While efforts and ingenuity are ramping up in drug innovation, forecasting and inventory management, untapped opportunities remain, from packaging to final delivery.
Linking the laboratory to the marketplace, the supply chain deserves the same focus and investment given to drug discovery, development and marketing. Yet inefficiencies and bottlenecks remain.
To capitalise on both traditional and emerging commercial opportunities in the market, pharma companies must adapt to the changing demands of new technologies, the next generation of medicines and growing global demand.
Investing in an efficient supply chain minimises the time from product conception to reaching patients.
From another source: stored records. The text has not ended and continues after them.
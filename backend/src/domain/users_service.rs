//! Users domain service: profile listing and the caller's own details.

use std::sync::Arc;

use async_trait::async_trait;

use crate::domain::ports::{
    ChannelRepository, CurrentUser, ProfileRepository, UsersQuery,
};
use crate::domain::{AuthenticatedUser, ChannelView, Error, Profile};

#[derive(Clone)]
pub struct UsersService<P: ?Sized, C: ?Sized> {
    profiles: Arc<P>,
    channels: Arc<C>,
}

impl<P: ?Sized, C: ?Sized> UsersService<P, C> {
    pub fn new(profiles: Arc<P>, channels: Arc<C>) -> Self {
        Self { profiles, channels }
    }
}

#[async_trait]
impl<P: ?Sized, C: ?Sized> UsersQuery for UsersService<P, C>
where
    P: ProfileRepository,
    C: ChannelRepository,
{
    async fn list_users(&self) -> Result<Vec<Profile>, Error> {
        self.profiles
            .list_recently_updated()
            .await
            .map_err(|err| Error::internal(err.to_string()))
    }

    async fn current_user(&self, user: &AuthenticatedUser) -> Result<CurrentUser, Error> {
        let channels = self
            .channels
            .list_for_account(user.account().id)
            .await
            .map_err(|err| Error::internal(err.to_string()))?;
        Ok(CurrentUser {
            metadata: user.identity().user_metadata.clone(),
            channels: channels.into_iter().map(ChannelView::from).collect(),
        })
    }
}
In turn, it not only reduces the cost of managing external suppliers but also sees companies reap the benefits of winning the race to market with complaint and quality products.
Under one roof
A traditional stumbling block for big pharma is managing an expensive and inefficient supply chain, with hundreds of international suppliers delivering products to strict specifications and tight deadlines.
Each supplier brings expert knowledge to the table, but the challenge can be in tying these services up into a fine-tuned chain.
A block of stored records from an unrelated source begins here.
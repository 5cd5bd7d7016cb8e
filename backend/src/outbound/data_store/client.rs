//! Reqwest-backed PostgREST client shared by the table repositories.
//!
//! Owns transport details only: URL building, the `apikey`/bearer service
//! headers, `Prefer` negotiation and status/body mapping. Callers pick the
//! table, filters and row types.

use std::time::Duration;

use reqwest::{Client, Method, RequestBuilder, Response, StatusCode, Url};
use serde::Serialize;
use serde::de::DeserializeOwned;
use tracing::debug;
use zeroize::Zeroizing;

const RETURN_REPRESENTATION: &str = "return=representation";
const MERGE_DUPLICATES: &str = "return=representation,resolution=merge-duplicates";

/// Failures talking to the data store.
#[derive(Debug, Clone, PartialEq, Eq, thiserror::Error)]
pub enum PostgrestError {
    /// The request never produced a response.
    #[error("data store transport error: {message}")]
    Transport { message: String },
    /// The data store answered with a non-success status.
    #[error("data store returned status {status}: {message}")]
    Status { status: u16, message: String },
    /// The body did not match the expected row shape.
    #[error("data store returned an unreadable body: {message}")]
    Decode { message: String },
    /// A write returned no representation.
    #[error("data store returned no rows for {table}")]
    Empty { table: String },
}

impl PostgrestError {
    /// Whether the failure happened before the data store answered.
    pub fn is_transport(&self) -> bool {
        matches!(self, Self::Transport { .. })
    }
}

/// `col=eq.value` filter pair.
pub fn eq(column: &'static str, value: impl std::fmt::Display) -> (&'static str, String) {
    (column, format!("eq.{value}"))
}

/// `order=col.desc` pair.
pub fn order_desc(column: &'static str) -> (&'static str, String) {
    ("order", format!("{column}.desc"))
}

/// Client for `{base}/rest/v1/{table}` endpoints.
pub struct PostgrestClient {
    client: Client,
    rest_root: Url,
    service_key: Zeroizing<String>,
}

impl PostgrestClient {
    /// Build a client against the project at `base_url`.
    ///
    /// # Errors
    ///
    /// Returns an error when the reqwest client cannot be constructed.
    pub fn new(
        base_url: &Url,
        service_key: impl Into<String>,
        timeout: Duration,
    ) -> Result<Self, reqwest::Error> {
        let client = Client::builder().timeout(timeout).build()?;
        let mut rest_root = base_url.clone();
        let path = format!("{}/rest/v1/", rest_root.path().trim_end_matches('/'));
        rest_root.set_path(&path);
        Ok(Self {
            client,
            rest_root,
            service_key: Zeroizing::new(service_key.into()),
        })
    }

    fn table_url(&self, table: &str) -> Result<Url, PostgrestError> {
        self.rest_root
            .join(table)
            .map_err(|error| PostgrestError::Transport {
                message: format!("invalid table url for {table}: {error}"),
            })
    }

    fn request(&self, method: Method, table: &str) -> Result<RequestBuilder, PostgrestError> {
        let url = self.table_url(table)?;
        debug!(%method, table, "data store request");
        Ok(self
            .client
            .request(method, url)
            .header("apikey", self.service_key.as_str())
            .bearer_auth(self.service_key.as_str())
            .header(reqwest::header::ACCEPT, "application/json"))
    }

    /// `GET` rows matching `query` (`select=*` is always sent).
    pub async fn select<T: DeserializeOwned>(
        &self,
        table: &str,
        query: &[(&'static str, String)],
    ) -> Result<Vec<T>, PostgrestError> {
        let response = self
            .request(Method::GET, table)?
            .query(&[("select", "*")])
            .query(query)
            .send()
            .await
            .map_err(map_transport_error)?;
        decode_rows(response).await
    }

    /// First row matching `query`, if any.
    pub async fn select_one<T: DeserializeOwned>(
        &self,
        table: &str,
        query: &[(&'static str, String)],
    ) -> Result<Option<T>, PostgrestError> {
        let mut filters = query.to_vec();
        filters.push(("limit", "1".to_owned()));
        let rows = self.select(table, &filters).await?;
        Ok(rows.into_iter().next())
    }

    /// `POST` a row and return its stored representation.
    pub async fn insert<B, T>(&self, table: &str, row: &B) -> Result<T, PostgrestError>
    where
        B: Serialize + ?Sized + Sync,
        T: DeserializeOwned,
    {
        let response = self
            .request(Method::POST, table)?
            .header("Prefer", RETURN_REPRESENTATION)
            .json(row)
            .send()
            .await
            .map_err(map_transport_error)?;
        first_row(table, decode_rows(response).await?)
    }

    /// `PATCH` rows matching `query` and return the first updated row.
    pub async fn update<B, T>(
        &self,
        table: &str,
        query: &[(&'static str, String)],
        changes: &B,
    ) -> Result<T, PostgrestError>
    where
        B: Serialize + ?Sized + Sync,
        T: DeserializeOwned,
    {
        let response = self
            .request(Method::PATCH, table)?
            .header("Prefer", RETURN_REPRESENTATION)
            .query(query)
            .json(changes)
            .send()
            .await
            .map_err(map_transport_error)?;
        first_row(table, decode_rows(response).await?)
    }

    /// Insert or merge a row keyed by `on_conflict`.
    pub async fn upsert<B, T>(
        &self,
        table: &str,
        on_conflict: &str,
        row: &B,
    ) -> Result<T, PostgrestError>
    where
        B: Serialize + ?Sized + Sync,
        T: DeserializeOwned,
    {
        let response = self
            .request(Method::POST, table)?
            .header("Prefer", MERGE_DUPLICATES)
            .query(&[("on_conflict", on_conflict)])
            .json(row)
            .send()
            .await
            .map_err(map_transport_error)?;
        first_row(table, decode_rows(response).await?)
    }
}

async fn decode_rows<T: DeserializeOwned>(response: Response) -> Result<Vec<T>, PostgrestError> {
    let status = response.status();
    let body = response.bytes().await.map_err(map_transport_error)?;
    if !status.is_success() {
        return Err(map_status_error(status, body.as_ref()));
    }
    serde_json::from_slice(body.as_ref()).map_err(|error| PostgrestError::Decode {
        message: error.to_string(),
    })
}

fn first_row<T>(table: &str, rows: Vec<T>) -> Result<T, PostgrestError> {
    rows.into_iter().next().ok_or_else(|| PostgrestError::Empty {
        table: table.to_owned(),
    })
}

fn map_transport_error(error: reqwest::Error) -> PostgrestError {
    PostgrestError::Transport {
        message: error.to_string(),
    }
}

/// PostgREST errors carry `message` (and often `details`) in a JSON object.
fn map_status_error(status: StatusCode, body: &[u8]) -> PostgrestError {
    let message = serde_json::from_slice::<serde_json::Value>(body)
        .ok()
        .and_then(|value| {
            value
                .get("message")
                .and_then(serde_json::Value::as_str)
                .map(str::to_owned)
        })
        .unwrap_or_else(|| String::from_utf8_lossy(body).trim().to_owned());
    PostgrestError::Status {
        status: status.as_u16(),
        message,
    }
}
Overcoming the disconnect between suppliers in pharma could see companies adopt a more agile approach by bringing the supply chain under one roof. This offers a host of benefits including, but not limited to: reduced risks and overheads, greater innovation, increased speed to market, assurance of supply and compliance, tighter quality control and local availability via regional distribution sites on a global scale.
In addition to many commercial benefits, there are huge social and environmental gains. Now, more than ever, these two considerations matter as part of the sales and approvals process.
For example, working with a hybrid partner, pharma companies can design or redesign their product’s primary and secondary packaging to support compliance and make it easier (and cheaper) to transport, while simultaneously reducing the amount of materials used overall or facilitate a switch to more eco-friendly alternatives.
Meeting the demands of Pharma 4.0
As with virtually all drivers of business growth, supply chain management should be data-led. Businesses able to harness big data to inform supply chain decisions can accelerate processes, highlight inefficiencies and ensure a safer and more refined strategy.
Modern pharma firms have access to vast data banks, but many don’t have the structures or knowledge in place to maximise its value. Pharma companies need to think of digital not as a series of individual tools but as a means of transformation, requiring technology and people.
To be part of Pharma 4.0, leveraging data insights is key. One way of achieving this is shifting operations from enterprise resource planning software to the cloud, allowing for all organisations to connect to a shared system regardless of their own IT infrastructure; a virtual supply chain.
Pharma operations executives can leverage big data, external and internal indicators, and machine learning algorithms to better forecast demand, and automatically identify and mitigate supply risks. In manufacturing, analytical models can accurately predict and respond to critical events in real-time, such as deviations, quality issues or machine failures, to increase efficiency and reduce down-time.
In transportation, perennial encryption technology is becoming more sophisticated and affordable but remains a largely untapped innovation. Smart tracking systems built into primary and secondary packaging allow organisations to log and manage events which occur across a products lifespan remotely and in real-time.
This is invaluable information for anti-tampering strategies, allowing companies to locate and interrogate a product anywhere in the supply chain. For example, the geographical location of a product and the route it took can all be captured and stored, thus revealing any unauthorised journey routes or interventions.